# [Task statement]
In the records below, find each line that holds "InconsistentPair" and return it.
┌──
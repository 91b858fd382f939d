//! Unit registry
//!
//! Categories own an ordered list of units. Order matters: callers use it
//! to populate selection lists and to pick default units when the
//! category changes. The registry is built once and never mutated.

use crate::error::{ConversionError, RegistryError};
use crate::rule::{AffinePair, ConversionRule, RuleKind};
use serde::Serialize;
use std::collections::HashSet;

/// Values used to check that affine pairs undo each other
const ROUND_TRIP_SAMPLES: [f64; 4] = [-40.0, 0.0, 37.5, 1000.0];
const ROUND_TRIP_TOLERANCE: f64 = 1e-9;

/// A named unit and its rule
#[derive(Debug, Clone, PartialEq, Serialize)]
pub struct UnitDefinition {
    pub name: String,
    pub rule: ConversionRule,
}

/// How a category converts between its units
#[derive(Debug, Clone)]
pub enum CategoryKind {
    /// Normalized through a base unit with factor 1
    Linear { base: String },
    /// Explicit table of directed pair functions
    Affine { pairs: Vec<AffinePair> },
}

/// A category of mutually convertible units
#[derive(Debug, Clone)]
pub struct Category {
    name: String,
    kind: CategoryKind,
    units: Vec<UnitDefinition>,
}

impl Category {
    pub fn name(&self) -> &str {
        &self.name
    }

    pub fn kind(&self) -> &CategoryKind {
        &self.kind
    }

    pub fn rule_kind(&self) -> RuleKind {
        match self.kind {
            CategoryKind::Linear { .. } => RuleKind::Linear,
            CategoryKind::Affine { .. } => RuleKind::Affine,
        }
    }

    pub fn units(&self) -> &[UnitDefinition] {
        &self.units
    }

    pub fn unit_names(&self) -> Vec<&str> {
        self.units.iter().map(|u| u.name.as_str()).collect()
    }

    pub fn unit(&self, name: &str) -> Option<&UnitDefinition> {
        self.units.iter().find(|u| u.name == name)
    }

    /// Base unit name for linear categories
    pub fn base_unit(&self) -> Option<&str> {
        match &self.kind {
            CategoryKind::Linear { base } => Some(base),
            CategoryKind::Affine { .. } => None,
        }
    }

    /// Directed pair function for affine categories
    pub fn pair(&self, from: &str, to: &str) -> Option<&AffinePair> {
        match &self.kind {
            CategoryKind::Affine { pairs } => pairs.iter().find(|p| p.matches(from, to)),
            CategoryKind::Linear { .. } => None,
        }
    }

    /// First and second listed units, used as the default selection.
    /// A single-unit category selects that unit twice.
    pub fn default_pair(&self) -> (&str, &str) {
        let first = self.units[0].name.as_str();
        let second = self.units.get(1).map_or(first, |u| u.name.as_str());
        (first, second)
    }

    fn validate(&self) -> Result<(), RegistryError> {
        if self.units.is_empty() {
            return Err(RegistryError::EmptyCategory(self.name.clone()));
        }

        let mut seen = HashSet::new();
        for unit in &self.units {
            if !seen.insert(unit.name.as_str()) {
                return Err(RegistryError::DuplicateUnit {
                    category: self.name.clone(),
                    unit: unit.name.clone(),
                });
            }
            if let ConversionRule::Linear { factor } = unit.rule {
                if !(factor.is_finite() && factor > 0.0) {
                    return Err(RegistryError::InvalidFactor {
                        category: self.name.clone(),
                        unit: unit.name.clone(),
                        factor,
                    });
                }
            }
        }

        match &self.kind {
            CategoryKind::Linear { base } => {
                let has_base = self.unit(base)
                    .map_or(false, |u| u.rule == ConversionRule::Linear { factor: 1.0 });
                if !has_base {
                    return Err(RegistryError::MissingBaseUnit {
                        category: self.name.clone(),
                        base: base.clone(),
                    });
                }
            }
            CategoryKind::Affine { pairs } => self.validate_pairs(pairs)?,
        }

        Ok(())
    }

    fn validate_pairs(&self, pairs: &[AffinePair]) -> Result<(), RegistryError> {
        let mut seen = HashSet::new();
        for pair in pairs {
            if pair.from == pair.to || self.unit(&pair.from).is_none() || self.unit(&pair.to).is_none() {
                return Err(RegistryError::UnknownPairUnit {
                    category: self.name.clone(),
                    from: pair.from.clone(),
                    to: pair.to.clone(),
                });
            }
            if !seen.insert((pair.from.as_str(), pair.to.as_str())) {
                return Err(RegistryError::DuplicatePair {
                    category: self.name.clone(),
                    from: pair.from.clone(),
                    to: pair.to.clone(),
                });
            }
        }

        for forward in pairs {
            let Some(back) = pairs.iter().find(|p| p.matches(&forward.to, &forward.from)) else {
                continue;
            };
            let consistent = ROUND_TRIP_SAMPLES.iter().all(|&v| {
                let there_and_back = (back.apply)((forward.apply)(v));
                (there_and_back - v).abs() <= ROUND_TRIP_TOLERANCE * v.abs().max(1.0)
            });
            if !consistent {
                return Err(RegistryError::InconsistentPair {
                    category: self.name.clone(),
                    from: forward.from.clone(),
                    to: forward.to.clone(),
                });
            }
        }

        Ok(())
    }
}

/// Closed, ordered set of categories
#[derive(Debug, Clone)]
pub struct UnitRegistry {
    categories: Vec<Category>,
}

impl UnitRegistry {
    pub fn builder() -> RegistryBuilder {
        RegistryBuilder::default()
    }

    /// Category names in insertion order
    pub fn list_categories(&self) -> Vec<&str> {
        self.categories.iter().map(|c| c.name.as_str()).collect()
    }

    /// Unit names of a category in insertion order
    pub fn list_units(&self, category: &str) -> Result<Vec<&str>, ConversionError> {
        self.require(category).map(Category::unit_names)
    }

    /// Rule for a unit within a category
    pub fn get_rule(&self, category: &str, unit: &str) -> Result<&ConversionRule, ConversionError> {
        let cat = self.require(category)?;
        cat.unit(unit)
            .map(|u| &u.rule)
            .ok_or_else(|| ConversionError::unknown_unit(category, unit))
    }

    pub fn category(&self, name: &str) -> Option<&Category> {
        self.categories.iter().find(|c| c.name == name)
    }

    pub fn categories(&self) -> &[Category] {
        &self.categories
    }

    pub fn base_unit(&self, category: &str) -> Result<Option<&str>, ConversionError> {
        self.require(category).map(Category::base_unit)
    }

    pub(crate) fn require(&self, category: &str) -> Result<&Category, ConversionError> {
        self.category(category)
            .ok_or_else(|| ConversionError::UnknownCategory(category.to_string()))
    }
}

/// Collects categories and validates them on `build`
#[derive(Debug, Default)]
pub struct RegistryBuilder {
    categories: Vec<Category>,
}

impl RegistryBuilder {
    /// Add a linear category. `base` must appear in `units` with factor 1.
    pub fn linear(mut self, name: &str, base: &str, units: &[(&str, f64)]) -> Self {
        self.categories.push(Category {
            name: name.to_string(),
            kind: CategoryKind::Linear { base: base.to_string() },
            units: units.iter()
                .map(|&(unit, factor)| UnitDefinition {
                    name: unit.to_string(),
                    rule: ConversionRule::Linear { factor },
                })
                .collect(),
        });
        self
    }

    /// Add an affine category converted through the given pair table
    pub fn affine(mut self, name: &str, units: &[&str], pairs: Vec<AffinePair>) -> Self {
        self.categories.push(Category {
            name: name.to_string(),
            kind: CategoryKind::Affine { pairs },
            units: units.iter()
                .map(|&unit| UnitDefinition {
                    name: unit.to_string(),
                    rule: ConversionRule::Affine,
                })
                .collect(),
        });
        self
    }

    pub fn build(self) -> Result<UnitRegistry, RegistryError> {
        if self.categories.is_empty() {
            return Err(RegistryError::Empty);
        }

        let mut seen = HashSet::new();
        for category in &self.categories {
            if !seen.insert(category.name.as_str()) {
                return Err(RegistryError::DuplicateCategory(category.name.clone()));
            }
            category.validate()?;
        }

        Ok(UnitRegistry { categories: self.categories })
    }
}

#[cfg(test)]
mod tests {
    use super::*;
    use crate::rule::{celsius_to_kelvin, kelvin_to_celsius};

    fn small() -> UnitRegistry {
        UnitRegistry::builder()
            .linear("Length", "Meter", &[("Meter", 1.0), ("Kilometer", 1000.0), ("Foot", 0.3048)])
            .affine("Temperature", &["Celsius", "Kelvin"], vec![
                AffinePair::new("Celsius", "Kelvin", celsius_to_kelvin),
                AffinePair::new("Kelvin", "Celsius", kelvin_to_celsius),
            ])
            .build()
            .unwrap()
    }

    #[test]
    fn test_lists_preserve_insertion_order() {
        let reg = small();
        assert_eq!(reg.list_categories(), vec!["Length", "Temperature"]);
        assert_eq!(reg.list_units("Length").unwrap(), vec!["Meter", "Kilometer", "Foot"]);
    }

    #[test]
    fn test_list_units_unknown_category() {
        let reg = small();
        assert_eq!(
            reg.list_units("Money"),
            Err(ConversionError::UnknownCategory("Money".to_string()))
        );
    }

    #[test]
    fn test_get_rule() {
        let reg = small();
        assert_eq!(reg.get_rule("Length", "Foot").unwrap(), &ConversionRule::Linear { factor: 0.3048 });
        assert_eq!(reg.get_rule("Temperature", "Kelvin").unwrap(), &ConversionRule::Affine);
        assert!(matches!(
            reg.get_rule("Length", "Smoot"),
            Err(ConversionError::UnknownUnit { .. })
        ));
        assert!(matches!(
            reg.get_rule("Volume", "Liter"),
            Err(ConversionError::UnknownCategory(_))
        ));
    }

    #[test]
    fn test_lookups_are_case_sensitive() {
        let reg = small();
        assert!(reg.category("length").is_none());
        assert!(reg.get_rule("Length", "meter").is_err());
    }

    #[test]
    fn test_base_unit() {
        let reg = small();
        assert_eq!(reg.base_unit("Length").unwrap(), Some("Meter"));
        assert_eq!(reg.base_unit("Temperature").unwrap(), None);
    }

    #[test]
    fn test_default_pair() {
        let reg = small();
        assert_eq!(reg.category("Length").unwrap().default_pair(), ("Meter", "Kilometer"));
        let single = UnitRegistry::builder()
            .linear("Count", "Each", &[("Each", 1.0)])
            .build()
            .unwrap();
        assert_eq!(single.category("Count").unwrap().default_pair(), ("Each", "Each"));
    }

    #[test]
    fn test_rejects_empty_registry() {
        assert_eq!(UnitRegistry::builder().build().unwrap_err(), RegistryError::Empty);
    }

    #[test]
    fn test_rejects_duplicate_category() {
        let err = UnitRegistry::builder()
            .linear("Length", "Meter", &[("Meter", 1.0)])
            .linear("Length", "Meter", &[("Meter", 1.0)])
            .build()
            .unwrap_err();
        assert_eq!(err, RegistryError::DuplicateCategory("Length".to_string()));
    }

    #[test]
    fn test_rejects_duplicate_unit() {
        let err = UnitRegistry::builder()
            .linear("Length", "Meter", &[("Meter", 1.0), ("Meter", 1.0)])
            .build()
            .unwrap_err();
        assert!(matches!(err, RegistryError::DuplicateUnit { .. }));
    }

    #[test]
    fn test_rejects_bad_factor() {
        for bad in [0.0, -1.0, f64::NAN, f64::INFINITY] {
            let err = UnitRegistry::builder()
                .linear("Length", "Meter", &[("Meter", 1.0), ("Broken", bad)])
                .build()
                .unwrap_err();
            assert!(matches!(err, RegistryError::InvalidFactor { .. }), "factor {}", bad);
        }
    }

    #[test]
    fn test_rejects_missing_base() {
        let err = UnitRegistry::builder()
            .linear("Length", "Meter", &[("Kilometer", 1000.0)])
            .build()
            .unwrap_err();
        assert!(matches!(err, RegistryError::MissingBaseUnit { .. }));

        let err = UnitRegistry::builder()
            .linear("Length", "Meter", &[("Meter", 2.0)])
            .build()
            .unwrap_err();
        assert!(matches!(err, RegistryError::MissingBaseUnit { .. }));
    }

    #[test]
    fn test_rejects_empty_category() {
        let err = UnitRegistry::builder()
            .linear("Length", "Meter", &[])
            .build()
            .unwrap_err();
        assert_eq!(err, RegistryError::EmptyCategory("Length".to_string()));
    }

    #[test]
    fn test_rejects_pair_with_unknown_unit() {
        let err = UnitRegistry::builder()
            .affine("Temperature", &["Celsius"], vec![
                AffinePair::new("Celsius", "Kelvin", celsius_to_kelvin),
            ])
            .build()
            .unwrap_err();
        assert!(matches!(err, RegistryError::UnknownPairUnit { .. }));
    }

    #[test]
    fn test_rejects_duplicate_pair() {
        let err = UnitRegistry::builder()
            .affine("Temperature", &["Celsius", "Kelvin"], vec![
                AffinePair::new("Celsius", "Kelvin", celsius_to_kelvin),
                AffinePair::new("Celsius", "Kelvin", celsius_to_kelvin),
            ])
            .build()
            .unwrap_err();
        assert!(matches!(err, RegistryError::DuplicatePair { .. }));
    }

    #[test]
    fn test_rejects_inconsistent_pair() {
        let err = UnitRegistry::builder()
            .affine("Temperature", &["Celsius", "Kelvin"], vec![
                AffinePair::new("Celsius", "Kelvin", celsius_to_kelvin),
                AffinePair::new("Kelvin", "Celsius", |k| k - 273.0),
            ])
            .build()
            .unwrap_err();
        assert!(matches!(err, RegistryError::InconsistentPair { .. }));
    }

    #[test]
    fn test_partial_pair_table_is_allowed() {
        let reg = UnitRegistry::builder()
            .affine("Temperature", &["Celsius", "Kelvin"], vec![
                AffinePair::new("Celsius", "Kelvin", celsius_to_kelvin),
            ])
            .build()
            .unwrap();
        let cat = reg.category("Temperature").unwrap();
        assert!(cat.pair("Celsius", "Kelvin").is_some());
        assert!(cat.pair("Kelvin", "Celsius").is_none());
    }
}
└──
# [Solution to the problem]
                return Err(RegistryError::InconsistentPair {
        assert!(matches!(err, RegistryError::InconsistentPair { .. }));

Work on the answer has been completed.